(Collected data entries)
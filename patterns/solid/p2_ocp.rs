//! SOLID 2: Open-Closed
//! Example: a product filter extended with new specifications, never modified
//!
//! Run with: cargo run --bin p2_ocp

#[derive(Debug, Clone, Copy, PartialEq)]
enum Color {
    Red,
    Green,
    Blue,
}

#[derive(Debug, Clone, Copy, PartialEq)]
enum Size {
    Small,
    Medium,
    Large,
}

#[derive(Debug)]
struct Product {
    name: &'static str,
    color: Color,
    size: Size,
}

trait Specification<T> {
    fn is_satisfied(&self, item: &T) -> bool;
}

struct ColorSpec(Color);
struct SizeSpec(Size);

impl Specification<Product> for ColorSpec {
    fn is_satisfied(&self, item: &Product) -> bool {
        item.color == self.0
    }
}

impl Specification<Product> for SizeSpec {
    fn is_satisfied(&self, item: &Product) -> bool {
        item.size == self.0
    }
}

impl<T, S: Specification<T> + ?Sized> Specification<T> for &S {
    fn is_satisfied(&self, item: &T) -> bool {
        (**self).is_satisfied(item)
    }
}

/// Combinators are new types, so adding them never touches existing specs.
struct And<A, B>(A, B);
struct Or<A, B>(A, B);

impl<T, A, B> Specification<T> for And<A, B>
where
    A: Specification<T>,
    B: Specification<T>,
{
    fn is_satisfied(&self, item: &T) -> bool {
        self.0.is_satisfied(item) && self.1.is_satisfied(item)
    }
}

impl<T, A, B> Specification<T> for Or<A, B>
where
    A: Specification<T>,
    B: Specification<T>,
{
    fn is_satisfied(&self, item: &T) -> bool {
        self.0.is_satisfied(item) || self.1.is_satisfied(item)
    }
}

fn filter<'a, T>(items: &'a [T], spec: &dyn Specification<T>) -> Vec<&'a T> {
    items.iter().filter(|item| spec.is_satisfied(item)).collect()
}

fn names(products: &[&Product]) -> Vec<&'static str> {
    products.iter().map(|p| p.name).collect()
}

fn catalogue() -> Vec<Product> {
    vec![
        Product {
            name: "Apple",
            color: Color::Green,
            size: Size::Medium,
        },
        Product {
            name: "Tree",
            color: Color::Green,
            size: Size::Large,
        },
        Product {
            name: "House",
            color: Color::Blue,
            size: Size::Large,
        },
        Product {
            name: "Cherry",
            color: Color::Red,
            size: Size::Small,
        },
    ]
}

fn main() {
    let products = catalogue();
    let green = ColorSpec(Color::Green);
    let large = SizeSpec(Size::Large);

    let select = |spec: &dyn Specification<Product>| names(&filter(&products, spec));

    println!("Green products: {:?}", select(&green));
    println!("Large products: {:?}", select(&large));
    println!("Green and large: {:?}", select(&And(&green, &large)));
    println!("Green or large: {:?}", select(&Or(&green, &large)));
}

*TASK STATEMENT*.
Your task is to repeat every entry exactly.

*OUTPUT OF THE EXERCISE*.
filename patterns/solid/p2_ocp.rs
//! SOLID 2: Open-Closed
//! Example: a product filter extended with new specifications, never modified
//!
//! Run with: cargo run --bin p2_ocp

#[derive(Debug, Clone, Copy, PartialEq)]
enum Color {
    Red,
    Green,
    Blue,
}

#[derive(Debug, Clone, Copy, PartialEq)]
enum Size {
    Small,
    Medium,
    Large,
}

#[derive(Debug)]
struct Product {
    name: &'static str,
    color: Color,
    size: Size,
}

trait Specification<T> {
    fn is_satisfied(&self, item: &T) -> bool;
}

struct ColorSpec(Color);
struct SizeSpec(Size);

impl Specification<Product> for ColorSpec {
    fn is_satisfied(&self, item: &Product) -> bool {
        item.color == self.0
    }
}

impl Specification<Product> for SizeSpec {
    fn is_satisfied(&self, item: &Product) -> bool {
        item.size == self.0
    }
}

impl<T, S: Specification<T> + ?Sized> Specification<T> for &S {
    fn is_satisfied(&self, item: &T) -> bool {
        (**self).is_satisfied(item)
    }
}

/// Combinators are new types, so adding them never touches existing specs.
struct And<A, B>(A, B);
struct Or<A, B>(A, B);

impl<T, A, B> Specification<T> for And<A, B>
where
    A: Specification<T>,
    B: Specification<T>,
{
    fn is_satisfied(&self, item: &T) -> bool {
        self.0.is_satisfied(item) && self.1.is_satisfied(item)
    }
}

impl<T, A, B> Specification<T> for Or<A, B>
where
    A: Specification<T>,
    B: Specification<T>,
{
    fn is_satisfied(&self, item: &T) -> bool {
        self.0.is_satisfied(item) || self.1.is_satisfied(item)
    }
}

fn filter<'a, T>(items: &'a [T], spec: &dyn Specification<T>) -> Vec<&'a T> {
    items.iter().filter(|item| spec.is_satisfied(item)).collect()
}

fn names(products: &[&Product]) -> Vec<&'static str> {
    products.iter().map(|p| p.name).collect()
}

fn catalogue() -> Vec<Product> {
    vec![
        Product {
            name: "Apple",
            color: Color::Green,
            size: Size::Medium,
        },
        Product {
            name: "Tree",
            color: Color::Green,
            size: Size::Large,
        },
        Product {
            name: "House",
            color: Color::Blue,
            size: Size::Large,
        },
        Product {
            name: "Cherry",
            color: Color::Red,
            size: Size::Small,
        },
    ]
}

fn main() {
    let products = catalogue();
    let green = ColorSpec(Color::Green);
    let large = SizeSpec(Size::Large);

    let select = |spec: &dyn Specification<Product>| names(&filter(&products, spec));

    println!("Green products: {:?}", select(&green));
    println!("Large products: {:?}", select(&large));
    println!("Green and large: {:?}", select(&And(&green, &large)));
    println!("Green or large: {:?}", select(&Or(&green, &large)));
}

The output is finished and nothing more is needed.